> INPUT FOR THIS TASK:
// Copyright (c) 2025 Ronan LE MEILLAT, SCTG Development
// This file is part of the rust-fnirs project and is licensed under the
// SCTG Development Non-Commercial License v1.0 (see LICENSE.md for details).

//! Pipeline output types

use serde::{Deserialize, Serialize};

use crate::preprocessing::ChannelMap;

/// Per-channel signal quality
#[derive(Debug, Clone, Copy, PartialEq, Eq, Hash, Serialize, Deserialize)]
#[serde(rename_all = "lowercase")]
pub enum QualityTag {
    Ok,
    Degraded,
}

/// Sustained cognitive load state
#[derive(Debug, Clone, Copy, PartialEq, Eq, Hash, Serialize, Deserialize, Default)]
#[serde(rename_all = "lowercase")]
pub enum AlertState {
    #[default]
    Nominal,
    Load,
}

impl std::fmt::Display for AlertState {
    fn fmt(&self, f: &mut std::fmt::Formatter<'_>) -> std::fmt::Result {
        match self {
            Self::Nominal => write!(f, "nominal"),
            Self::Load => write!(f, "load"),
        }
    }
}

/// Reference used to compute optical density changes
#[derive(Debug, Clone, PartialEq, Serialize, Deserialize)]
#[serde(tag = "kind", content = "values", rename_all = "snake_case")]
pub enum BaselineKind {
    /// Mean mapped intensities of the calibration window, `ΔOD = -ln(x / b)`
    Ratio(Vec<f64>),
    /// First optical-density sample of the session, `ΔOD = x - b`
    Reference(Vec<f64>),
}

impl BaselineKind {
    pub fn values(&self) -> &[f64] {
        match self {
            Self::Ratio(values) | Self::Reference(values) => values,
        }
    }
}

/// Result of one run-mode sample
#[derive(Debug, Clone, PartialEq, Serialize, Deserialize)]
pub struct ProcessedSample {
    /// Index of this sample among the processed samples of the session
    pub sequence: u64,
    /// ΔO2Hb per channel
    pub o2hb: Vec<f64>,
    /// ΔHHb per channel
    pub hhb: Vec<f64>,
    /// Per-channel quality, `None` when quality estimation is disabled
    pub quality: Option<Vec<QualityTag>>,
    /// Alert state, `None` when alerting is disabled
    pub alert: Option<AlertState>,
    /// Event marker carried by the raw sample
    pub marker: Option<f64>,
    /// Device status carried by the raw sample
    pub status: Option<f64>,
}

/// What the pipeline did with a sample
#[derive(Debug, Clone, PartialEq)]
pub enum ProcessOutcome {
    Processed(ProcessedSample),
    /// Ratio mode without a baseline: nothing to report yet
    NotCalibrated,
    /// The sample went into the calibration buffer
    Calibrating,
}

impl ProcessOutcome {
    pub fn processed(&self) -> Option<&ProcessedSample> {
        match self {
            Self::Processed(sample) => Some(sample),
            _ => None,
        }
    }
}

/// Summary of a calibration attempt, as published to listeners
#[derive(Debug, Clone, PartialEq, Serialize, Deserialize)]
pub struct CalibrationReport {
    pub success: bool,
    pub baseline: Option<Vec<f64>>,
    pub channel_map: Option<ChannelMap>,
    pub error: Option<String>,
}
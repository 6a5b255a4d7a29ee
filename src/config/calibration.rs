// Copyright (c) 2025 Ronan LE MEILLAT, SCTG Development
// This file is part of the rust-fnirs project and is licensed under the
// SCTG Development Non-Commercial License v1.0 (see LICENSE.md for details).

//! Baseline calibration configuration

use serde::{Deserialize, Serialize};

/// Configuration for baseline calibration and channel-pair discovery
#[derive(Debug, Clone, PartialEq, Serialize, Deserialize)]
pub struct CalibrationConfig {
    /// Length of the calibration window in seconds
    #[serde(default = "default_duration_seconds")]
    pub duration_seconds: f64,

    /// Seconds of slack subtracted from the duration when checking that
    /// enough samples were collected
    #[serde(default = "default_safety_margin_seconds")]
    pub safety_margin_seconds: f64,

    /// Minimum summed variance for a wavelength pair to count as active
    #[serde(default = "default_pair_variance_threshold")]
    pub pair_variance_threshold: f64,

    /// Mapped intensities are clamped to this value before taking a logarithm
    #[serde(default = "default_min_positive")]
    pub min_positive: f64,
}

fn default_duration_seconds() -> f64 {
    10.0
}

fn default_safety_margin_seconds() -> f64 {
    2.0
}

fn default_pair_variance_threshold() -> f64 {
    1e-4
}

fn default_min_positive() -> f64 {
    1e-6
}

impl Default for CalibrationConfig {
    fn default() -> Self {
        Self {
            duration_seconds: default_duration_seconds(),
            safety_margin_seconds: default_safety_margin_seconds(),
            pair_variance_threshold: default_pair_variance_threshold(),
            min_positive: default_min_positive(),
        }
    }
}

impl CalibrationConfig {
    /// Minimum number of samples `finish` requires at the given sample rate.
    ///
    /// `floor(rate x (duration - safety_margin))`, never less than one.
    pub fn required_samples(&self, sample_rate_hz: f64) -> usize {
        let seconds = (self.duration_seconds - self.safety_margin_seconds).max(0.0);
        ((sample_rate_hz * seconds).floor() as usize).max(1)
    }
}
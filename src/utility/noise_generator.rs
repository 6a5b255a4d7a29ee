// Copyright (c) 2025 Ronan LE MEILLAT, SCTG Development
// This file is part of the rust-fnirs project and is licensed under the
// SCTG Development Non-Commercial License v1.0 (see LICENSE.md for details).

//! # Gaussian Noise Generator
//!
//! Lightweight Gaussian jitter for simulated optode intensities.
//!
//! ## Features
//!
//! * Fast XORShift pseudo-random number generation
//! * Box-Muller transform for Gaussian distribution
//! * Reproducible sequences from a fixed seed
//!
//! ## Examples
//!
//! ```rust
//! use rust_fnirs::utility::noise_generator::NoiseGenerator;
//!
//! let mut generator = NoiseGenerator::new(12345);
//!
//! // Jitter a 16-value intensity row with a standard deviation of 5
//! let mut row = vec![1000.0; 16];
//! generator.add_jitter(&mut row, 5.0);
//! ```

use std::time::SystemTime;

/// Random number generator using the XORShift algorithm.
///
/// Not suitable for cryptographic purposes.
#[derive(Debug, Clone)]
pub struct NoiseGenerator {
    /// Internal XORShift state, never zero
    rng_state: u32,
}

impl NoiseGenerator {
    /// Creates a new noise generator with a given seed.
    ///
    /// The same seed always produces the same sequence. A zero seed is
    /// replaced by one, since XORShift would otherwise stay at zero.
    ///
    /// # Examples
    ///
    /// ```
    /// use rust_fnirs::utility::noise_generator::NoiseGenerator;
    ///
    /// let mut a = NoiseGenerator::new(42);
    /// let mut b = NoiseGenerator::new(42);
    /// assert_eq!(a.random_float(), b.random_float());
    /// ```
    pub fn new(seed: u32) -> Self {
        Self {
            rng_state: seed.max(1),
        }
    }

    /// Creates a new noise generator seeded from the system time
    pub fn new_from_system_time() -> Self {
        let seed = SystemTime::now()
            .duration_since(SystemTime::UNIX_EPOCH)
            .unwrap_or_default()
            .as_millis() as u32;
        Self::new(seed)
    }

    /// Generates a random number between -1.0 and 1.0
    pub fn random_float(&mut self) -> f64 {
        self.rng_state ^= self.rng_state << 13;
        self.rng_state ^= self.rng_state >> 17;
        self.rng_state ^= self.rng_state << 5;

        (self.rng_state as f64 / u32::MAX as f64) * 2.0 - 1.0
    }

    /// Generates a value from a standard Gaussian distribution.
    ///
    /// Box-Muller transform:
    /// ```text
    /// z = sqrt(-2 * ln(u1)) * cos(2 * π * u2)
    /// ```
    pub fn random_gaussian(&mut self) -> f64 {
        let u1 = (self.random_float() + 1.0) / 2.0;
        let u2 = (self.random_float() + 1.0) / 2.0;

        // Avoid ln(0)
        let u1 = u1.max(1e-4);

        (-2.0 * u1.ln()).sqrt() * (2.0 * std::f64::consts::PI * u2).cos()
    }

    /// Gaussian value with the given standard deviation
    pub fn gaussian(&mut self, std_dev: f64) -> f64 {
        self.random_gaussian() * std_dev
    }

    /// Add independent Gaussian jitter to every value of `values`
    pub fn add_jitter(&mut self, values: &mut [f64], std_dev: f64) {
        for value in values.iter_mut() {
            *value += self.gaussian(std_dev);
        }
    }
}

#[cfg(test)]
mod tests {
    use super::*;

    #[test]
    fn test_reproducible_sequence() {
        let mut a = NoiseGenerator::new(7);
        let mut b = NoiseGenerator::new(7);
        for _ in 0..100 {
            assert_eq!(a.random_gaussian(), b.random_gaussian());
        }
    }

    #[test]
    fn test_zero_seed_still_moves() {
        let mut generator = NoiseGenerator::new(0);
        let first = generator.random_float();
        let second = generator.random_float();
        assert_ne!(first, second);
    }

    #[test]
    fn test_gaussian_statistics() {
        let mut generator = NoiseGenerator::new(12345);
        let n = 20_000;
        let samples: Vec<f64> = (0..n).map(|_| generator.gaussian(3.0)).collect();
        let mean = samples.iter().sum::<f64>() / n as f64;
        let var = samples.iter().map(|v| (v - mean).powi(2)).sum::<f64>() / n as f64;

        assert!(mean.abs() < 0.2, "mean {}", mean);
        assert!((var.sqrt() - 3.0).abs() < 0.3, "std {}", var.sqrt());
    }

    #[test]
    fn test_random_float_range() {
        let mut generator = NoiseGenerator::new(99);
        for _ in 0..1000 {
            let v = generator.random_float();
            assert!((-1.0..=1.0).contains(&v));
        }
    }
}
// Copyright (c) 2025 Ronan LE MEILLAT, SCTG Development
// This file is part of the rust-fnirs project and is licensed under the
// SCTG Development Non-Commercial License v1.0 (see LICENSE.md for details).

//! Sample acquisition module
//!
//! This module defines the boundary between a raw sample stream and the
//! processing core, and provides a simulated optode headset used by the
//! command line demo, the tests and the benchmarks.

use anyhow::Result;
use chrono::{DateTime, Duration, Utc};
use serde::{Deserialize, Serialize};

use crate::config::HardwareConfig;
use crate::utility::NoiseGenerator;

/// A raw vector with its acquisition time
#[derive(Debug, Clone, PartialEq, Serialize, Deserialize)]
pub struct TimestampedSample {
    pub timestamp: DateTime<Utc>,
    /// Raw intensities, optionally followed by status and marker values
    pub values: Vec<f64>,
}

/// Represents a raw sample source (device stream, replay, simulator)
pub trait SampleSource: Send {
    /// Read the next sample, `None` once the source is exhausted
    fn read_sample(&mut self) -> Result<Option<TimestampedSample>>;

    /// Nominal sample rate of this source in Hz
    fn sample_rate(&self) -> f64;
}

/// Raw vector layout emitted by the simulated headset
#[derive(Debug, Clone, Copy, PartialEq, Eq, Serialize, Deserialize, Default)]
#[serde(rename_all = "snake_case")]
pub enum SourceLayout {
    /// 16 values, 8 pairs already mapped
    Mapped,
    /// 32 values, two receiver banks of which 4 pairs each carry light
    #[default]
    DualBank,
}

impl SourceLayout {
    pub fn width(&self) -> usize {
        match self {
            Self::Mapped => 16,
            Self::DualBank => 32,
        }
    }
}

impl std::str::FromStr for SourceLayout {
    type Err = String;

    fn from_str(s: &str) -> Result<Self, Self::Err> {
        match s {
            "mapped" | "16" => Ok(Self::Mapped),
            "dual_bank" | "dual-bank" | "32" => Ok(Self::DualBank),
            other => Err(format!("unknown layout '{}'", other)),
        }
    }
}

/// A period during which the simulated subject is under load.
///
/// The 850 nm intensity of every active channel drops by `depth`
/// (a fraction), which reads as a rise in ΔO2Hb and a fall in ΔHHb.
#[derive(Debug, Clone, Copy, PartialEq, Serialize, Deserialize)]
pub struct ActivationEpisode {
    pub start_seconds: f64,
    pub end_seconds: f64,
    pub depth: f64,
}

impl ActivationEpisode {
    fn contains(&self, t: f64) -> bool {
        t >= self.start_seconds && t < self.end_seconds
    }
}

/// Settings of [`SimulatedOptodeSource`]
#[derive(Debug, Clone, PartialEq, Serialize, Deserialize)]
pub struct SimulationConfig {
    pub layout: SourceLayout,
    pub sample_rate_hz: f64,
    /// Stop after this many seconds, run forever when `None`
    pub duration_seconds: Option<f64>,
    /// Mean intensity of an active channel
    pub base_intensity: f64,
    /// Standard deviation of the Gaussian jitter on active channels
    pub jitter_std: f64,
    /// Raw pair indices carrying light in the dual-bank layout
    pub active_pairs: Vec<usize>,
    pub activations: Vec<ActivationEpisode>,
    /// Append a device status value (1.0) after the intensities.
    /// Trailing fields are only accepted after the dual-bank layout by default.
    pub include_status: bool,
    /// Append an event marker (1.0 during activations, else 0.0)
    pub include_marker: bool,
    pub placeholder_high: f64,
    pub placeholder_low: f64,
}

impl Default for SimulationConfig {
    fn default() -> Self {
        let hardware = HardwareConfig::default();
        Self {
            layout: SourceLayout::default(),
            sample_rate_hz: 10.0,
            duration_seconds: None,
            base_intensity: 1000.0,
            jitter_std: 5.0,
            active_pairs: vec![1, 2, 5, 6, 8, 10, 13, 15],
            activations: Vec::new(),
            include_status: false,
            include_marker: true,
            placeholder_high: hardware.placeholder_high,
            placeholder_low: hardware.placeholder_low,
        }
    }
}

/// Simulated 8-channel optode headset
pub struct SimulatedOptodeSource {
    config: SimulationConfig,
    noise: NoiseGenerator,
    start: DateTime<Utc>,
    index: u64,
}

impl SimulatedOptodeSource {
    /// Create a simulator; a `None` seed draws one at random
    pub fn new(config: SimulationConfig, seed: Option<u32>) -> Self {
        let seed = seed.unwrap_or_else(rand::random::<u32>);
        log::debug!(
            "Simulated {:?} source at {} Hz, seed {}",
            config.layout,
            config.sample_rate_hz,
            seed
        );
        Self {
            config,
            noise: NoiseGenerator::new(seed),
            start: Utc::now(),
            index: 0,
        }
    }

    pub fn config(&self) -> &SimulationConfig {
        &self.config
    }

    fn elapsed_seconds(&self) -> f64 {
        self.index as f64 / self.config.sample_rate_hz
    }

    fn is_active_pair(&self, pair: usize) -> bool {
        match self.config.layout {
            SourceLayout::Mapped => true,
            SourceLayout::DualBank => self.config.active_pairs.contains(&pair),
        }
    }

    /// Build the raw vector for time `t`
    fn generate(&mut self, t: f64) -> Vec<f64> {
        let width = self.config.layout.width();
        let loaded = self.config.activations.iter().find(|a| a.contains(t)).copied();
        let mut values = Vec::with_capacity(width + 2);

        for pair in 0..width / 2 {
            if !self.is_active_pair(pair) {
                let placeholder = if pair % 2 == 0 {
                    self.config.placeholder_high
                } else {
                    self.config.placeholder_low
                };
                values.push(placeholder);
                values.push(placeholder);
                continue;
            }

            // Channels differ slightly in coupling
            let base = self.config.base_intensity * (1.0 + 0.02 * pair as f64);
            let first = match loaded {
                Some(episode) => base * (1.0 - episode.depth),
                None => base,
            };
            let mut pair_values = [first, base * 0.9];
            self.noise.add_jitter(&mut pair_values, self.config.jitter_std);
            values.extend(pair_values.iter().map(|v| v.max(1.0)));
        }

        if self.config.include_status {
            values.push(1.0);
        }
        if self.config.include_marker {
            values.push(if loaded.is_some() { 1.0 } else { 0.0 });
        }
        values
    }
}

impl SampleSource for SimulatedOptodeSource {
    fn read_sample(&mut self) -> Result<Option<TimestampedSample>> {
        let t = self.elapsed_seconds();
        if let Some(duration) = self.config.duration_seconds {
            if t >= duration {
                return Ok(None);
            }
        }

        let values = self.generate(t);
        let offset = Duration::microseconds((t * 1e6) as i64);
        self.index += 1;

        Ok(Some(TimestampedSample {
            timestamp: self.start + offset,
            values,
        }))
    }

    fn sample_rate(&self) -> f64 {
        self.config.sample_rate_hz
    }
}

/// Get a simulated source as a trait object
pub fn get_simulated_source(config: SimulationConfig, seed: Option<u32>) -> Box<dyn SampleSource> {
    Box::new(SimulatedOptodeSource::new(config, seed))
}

--

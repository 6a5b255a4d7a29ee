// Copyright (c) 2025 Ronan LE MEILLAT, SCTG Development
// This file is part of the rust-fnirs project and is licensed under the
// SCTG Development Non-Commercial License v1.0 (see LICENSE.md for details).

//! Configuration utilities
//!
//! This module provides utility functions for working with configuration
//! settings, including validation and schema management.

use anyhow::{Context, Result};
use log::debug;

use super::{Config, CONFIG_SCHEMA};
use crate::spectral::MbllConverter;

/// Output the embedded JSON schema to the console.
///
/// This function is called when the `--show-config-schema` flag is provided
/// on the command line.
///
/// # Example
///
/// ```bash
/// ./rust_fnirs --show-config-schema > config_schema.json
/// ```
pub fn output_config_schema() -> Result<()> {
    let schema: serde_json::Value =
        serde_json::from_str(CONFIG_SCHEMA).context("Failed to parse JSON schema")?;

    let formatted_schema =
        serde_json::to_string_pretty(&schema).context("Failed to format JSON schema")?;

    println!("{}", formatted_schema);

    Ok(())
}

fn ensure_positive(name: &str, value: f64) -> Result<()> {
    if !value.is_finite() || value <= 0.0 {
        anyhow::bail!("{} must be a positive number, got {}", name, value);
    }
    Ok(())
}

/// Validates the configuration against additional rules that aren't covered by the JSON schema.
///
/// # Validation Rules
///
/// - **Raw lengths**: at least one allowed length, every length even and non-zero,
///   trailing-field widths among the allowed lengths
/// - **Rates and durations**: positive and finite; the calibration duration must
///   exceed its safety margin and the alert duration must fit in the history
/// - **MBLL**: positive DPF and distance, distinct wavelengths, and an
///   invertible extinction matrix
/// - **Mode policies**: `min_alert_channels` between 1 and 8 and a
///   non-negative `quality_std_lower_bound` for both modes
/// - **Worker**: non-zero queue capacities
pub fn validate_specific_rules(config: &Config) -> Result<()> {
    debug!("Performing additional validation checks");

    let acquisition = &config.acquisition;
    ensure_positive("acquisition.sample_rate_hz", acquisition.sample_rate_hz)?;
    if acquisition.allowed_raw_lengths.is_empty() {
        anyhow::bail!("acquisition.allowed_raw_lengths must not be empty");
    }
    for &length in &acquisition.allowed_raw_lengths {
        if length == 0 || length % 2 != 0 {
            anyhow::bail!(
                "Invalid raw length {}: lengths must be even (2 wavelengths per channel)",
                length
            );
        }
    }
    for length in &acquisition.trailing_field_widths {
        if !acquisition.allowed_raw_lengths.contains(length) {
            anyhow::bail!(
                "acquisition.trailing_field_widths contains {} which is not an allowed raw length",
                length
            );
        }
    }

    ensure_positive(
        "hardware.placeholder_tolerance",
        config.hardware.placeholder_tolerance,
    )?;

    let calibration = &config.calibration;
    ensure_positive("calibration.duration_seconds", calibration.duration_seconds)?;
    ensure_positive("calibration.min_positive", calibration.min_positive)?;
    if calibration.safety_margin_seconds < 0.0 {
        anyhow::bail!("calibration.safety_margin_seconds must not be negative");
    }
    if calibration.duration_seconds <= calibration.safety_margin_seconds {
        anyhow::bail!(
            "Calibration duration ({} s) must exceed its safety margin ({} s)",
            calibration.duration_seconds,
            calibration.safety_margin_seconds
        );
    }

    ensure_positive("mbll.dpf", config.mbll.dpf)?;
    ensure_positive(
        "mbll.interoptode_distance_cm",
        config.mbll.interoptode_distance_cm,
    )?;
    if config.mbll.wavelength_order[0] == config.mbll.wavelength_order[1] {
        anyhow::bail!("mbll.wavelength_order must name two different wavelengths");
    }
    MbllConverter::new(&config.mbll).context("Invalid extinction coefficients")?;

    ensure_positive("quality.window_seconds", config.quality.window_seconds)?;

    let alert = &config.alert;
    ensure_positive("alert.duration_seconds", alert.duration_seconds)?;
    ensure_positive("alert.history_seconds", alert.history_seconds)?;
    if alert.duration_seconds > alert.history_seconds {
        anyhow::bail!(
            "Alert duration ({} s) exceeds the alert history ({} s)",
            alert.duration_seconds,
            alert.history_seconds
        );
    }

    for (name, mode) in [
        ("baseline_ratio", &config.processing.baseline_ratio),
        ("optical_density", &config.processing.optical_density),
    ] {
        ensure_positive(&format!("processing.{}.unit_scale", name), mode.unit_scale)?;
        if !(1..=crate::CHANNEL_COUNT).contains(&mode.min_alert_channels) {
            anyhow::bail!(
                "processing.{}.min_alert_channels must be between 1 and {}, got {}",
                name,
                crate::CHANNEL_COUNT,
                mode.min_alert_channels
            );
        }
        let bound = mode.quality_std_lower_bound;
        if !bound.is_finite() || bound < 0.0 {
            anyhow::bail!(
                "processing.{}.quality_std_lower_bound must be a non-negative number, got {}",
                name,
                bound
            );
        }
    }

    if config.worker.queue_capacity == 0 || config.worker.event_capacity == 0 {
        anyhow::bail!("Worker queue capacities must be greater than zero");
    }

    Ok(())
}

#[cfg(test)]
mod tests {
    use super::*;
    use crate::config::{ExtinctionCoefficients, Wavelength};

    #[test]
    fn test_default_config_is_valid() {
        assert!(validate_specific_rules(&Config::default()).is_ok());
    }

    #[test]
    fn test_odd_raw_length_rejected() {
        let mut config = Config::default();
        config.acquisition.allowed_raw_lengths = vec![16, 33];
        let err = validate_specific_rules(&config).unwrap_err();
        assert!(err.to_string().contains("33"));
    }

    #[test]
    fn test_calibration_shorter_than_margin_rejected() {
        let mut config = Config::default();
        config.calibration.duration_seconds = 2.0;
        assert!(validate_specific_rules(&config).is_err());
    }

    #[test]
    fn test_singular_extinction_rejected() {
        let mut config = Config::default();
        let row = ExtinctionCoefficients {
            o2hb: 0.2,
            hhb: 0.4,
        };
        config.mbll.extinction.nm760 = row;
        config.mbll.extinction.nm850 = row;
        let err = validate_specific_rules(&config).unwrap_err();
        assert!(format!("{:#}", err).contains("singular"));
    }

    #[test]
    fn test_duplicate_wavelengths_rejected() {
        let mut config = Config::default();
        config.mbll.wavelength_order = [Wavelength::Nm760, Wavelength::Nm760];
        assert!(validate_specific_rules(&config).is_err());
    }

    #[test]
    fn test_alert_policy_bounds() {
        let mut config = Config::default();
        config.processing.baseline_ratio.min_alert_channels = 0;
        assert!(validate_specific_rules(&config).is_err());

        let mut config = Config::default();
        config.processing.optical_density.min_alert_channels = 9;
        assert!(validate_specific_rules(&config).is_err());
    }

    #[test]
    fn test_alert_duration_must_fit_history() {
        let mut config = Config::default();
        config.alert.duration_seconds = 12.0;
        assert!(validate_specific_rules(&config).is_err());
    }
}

> PROBLEM DETAILS: The sole response should be the count of lines in the material holding the string "floor".

> SOLUTION: 2